=== Section Start ===

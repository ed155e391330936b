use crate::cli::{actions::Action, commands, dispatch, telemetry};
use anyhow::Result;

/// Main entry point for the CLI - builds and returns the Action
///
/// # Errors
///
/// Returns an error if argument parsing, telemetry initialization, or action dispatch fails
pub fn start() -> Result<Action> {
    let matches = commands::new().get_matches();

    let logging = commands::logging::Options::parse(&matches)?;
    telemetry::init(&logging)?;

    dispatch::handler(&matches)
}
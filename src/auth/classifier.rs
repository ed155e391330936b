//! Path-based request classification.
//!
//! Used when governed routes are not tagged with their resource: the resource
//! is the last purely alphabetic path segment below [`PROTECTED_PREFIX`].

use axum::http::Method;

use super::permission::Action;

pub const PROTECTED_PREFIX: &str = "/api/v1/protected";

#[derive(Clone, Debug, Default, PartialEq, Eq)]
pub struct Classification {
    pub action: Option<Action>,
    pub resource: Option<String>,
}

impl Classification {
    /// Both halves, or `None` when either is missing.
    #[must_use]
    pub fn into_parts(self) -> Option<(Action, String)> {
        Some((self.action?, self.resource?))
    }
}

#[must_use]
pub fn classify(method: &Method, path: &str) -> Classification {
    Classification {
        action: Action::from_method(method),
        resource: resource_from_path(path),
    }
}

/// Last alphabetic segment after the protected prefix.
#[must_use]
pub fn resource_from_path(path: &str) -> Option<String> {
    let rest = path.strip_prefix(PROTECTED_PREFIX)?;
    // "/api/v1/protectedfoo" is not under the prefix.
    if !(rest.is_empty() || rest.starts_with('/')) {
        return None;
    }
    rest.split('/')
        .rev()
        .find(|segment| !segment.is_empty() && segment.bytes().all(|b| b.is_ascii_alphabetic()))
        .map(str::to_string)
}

=== Section End ===

• [What the task asks]: Set down exactly the lines above that run from the start of the listing to the line with "let logging = commands::logging::Options::parse(&matches)?;". Leave out every later line.

• [Written solution]:
repository ed155e391330936b
use crate::cli::{actions::Action, commands, dispatch, telemetry};
use anyhow::Result;

/// Main entry point for the CLI - builds and returns the Action
///
/// # Errors
///
/// Returns an error if argument parsing, telemetry initialization, or action dispatch fails
pub fn start() -> Result<Action> {
    let matches = commands::new().get_matches();

    let logging = commands::logging::Options::parse(&matches)?;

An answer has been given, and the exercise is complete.